Confira aqui o acórdão do julgamento da ADPF 131
Após 12 anos de tramitação, os ministros da Corte proibiram aos optometristas a instalação de consultórios, confecção e venda de lentes de grau sem prescrição médica, escolha, permissão de escolha, indicação ou aconselhamento sobre o uso de lentes de grau e fornecimento de lentes sem apresentação da fórmula de ótica de médico.
“A decisão mostra o acerto da estratégia montada pelo CFM de, a partir de um grupo de trabalho formado por advogados do sistema de conselhos de medicina e das sociedades médicas, atuar em todas as frentes jurídicas na defesa do ato médico”, destaca o presidente do CFM, José Hiran Gallo.

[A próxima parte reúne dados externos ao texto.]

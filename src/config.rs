//! Configuration module

use std::time::Duration;

use crate::constants;

/// Where classification events come from
#[derive(Debug, Clone, Copy, PartialEq, Eq)]
pub enum SourceMode {
    /// Live `/predict` endpoint with synthetic fallback
    Live,
    /// Synthetic generator only (demo mode)
    Synthetic,
}

/// Application configuration
#[derive(Debug, Clone)]
pub struct Config {
    /// Classification API base URL
    pub api_url: String,

    /// Interval between polls
    pub poll_interval: Duration,

    /// Timeout for a single `/predict` request
    pub request_timeout: Duration,

    /// Source selection
    pub source: SourceMode,
}

impl Default for Config {
    fn default() -> Self {
        Self {
            api_url: constants::DEFAULT_API_URL.to_string(),
            poll_interval: Duration::from_secs(constants::DEFAULT_POLL_INTERVAL),
            request_timeout: Duration::from_secs(constants::DEFAULT_REQUEST_TIMEOUT),
            source: SourceMode::Live,
        }
    }
}

impl Config {
    /// Load configuration from `.env` and environment variables
    pub fn from_env() -> Self {
        dotenvy::dotenv().ok();

        Self {
            api_url: constants::get_api_url(),
            poll_interval: Duration::from_secs(constants::get_poll_interval()),
            request_timeout: Duration::from_secs(constants::get_request_timeout()),
            source: if constants::is_synthetic_mode() {
                SourceMode::Synthetic
            } else {
                SourceMode::Live
            },
        }
    }

    /// Full URL of the prediction endpoint
    pub fn predict_url(&self) -> String {
        format!("{}/predict", self.api_url)
    }
}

Segundo ele, os documentos apresentados pelo CFM e pelo CBO confirmaram informações de que os profissionais estariam excedendo suas atribuições ao realizar exames, consultas e prescrever lentes, o que é vedado pela legislação que se aplica ao profissional optometrista.
MATURIDADE DO STF
Na avaliação do presidente do CBO, Cristiano Caixeta Umbelino, “o resultado mostra a maturidade do Supremo em relação à defesa da saúde da população. Há claramente a percepção de que uma lei não perde sua relevância naquilo que lhe é mais caro: a defesa da população e de sua saúde ocular. Erros refrativos são patologias e precisam ser diagnosticados e tratados por médicos”, destacou Umbelino.
O responsável pela Coordenação Jurídica do CFM, advogado Alejandro Bullon, participou de sustentação oral no STF sobre o caso. Na oportunidade, alertou que profissionais que praticam ilícitos penais colocam em sério risco a saúde da população como um todo. Além disso, ele explica que a decisão do Supremo resguarda a saúde da população brasileira e exalta a lei do ato médico, onde o médico é o único profissional capacitado e autorizado legalmente para realizar o diagnóstico nosológico e trate doenças.
Para o CFM e o CBO, essa decisão corrobora a legislação e abre um importante precedente favorável à medicina brasileira. “Sem sombra de dúvidas, o maior beneficiado dessa decisão é o paciente, que vai poder ter a certeza de que a pessoa que está cuidando da sua saúde ocular é um profissional qualificado, responsável e seguidor de todos os preceitos éticos e morais que regulamentam a medicina”, ressaltou o presidente do CBO.
ENTENDA O CASO
A ADPF nº 131 questionava os Decretos Presidenciais nº 20.931/32 (artigos 38, 39 e 41) e nº 24.492/34 (artigos 13 e 14), que fazem restrições ao exercício profissional dos optometristas. Sustentava o CBOO que estes dispositivos não foram recepcionados pela Constituição Federal de 1988, porque os valores sociais do trabalho e a garantia da liberdade de ofício ou profissão estariam sendo ofendidos, uma vez que estabelecem ser ato privativo do médico o atendimento à saúde visual.
Pretendia o autor da ADPF, portanto, a declaração de inconstitucionalidade dos decretos e sua não receptividade pela nova ordem constitucional. Instada a se manifestar, a Advocacia Geral da União sustentou ao STF que a legislação brasileira não impede exercício profissional de nenhuma categoria de trabalhador, inclusive na área de saúde, “desde que atendidos os requisitos legais”.
Ao longo do julgamento da ADPF, que teve início em 19 de junho, a maioria da Corte acompanhou a relatoria do ministro Gilmar Mendes, pela improcedência da arguição. No entendimento dos magistrados, os decretos estão alinhados com o texto constitucional, tanto para a autorização da liberdade profissional, desde que atendidas as qualificações que a lei estabelece, quanto para a competência privativa da União de legislar sobre condições para o exercício de qualquer profissão.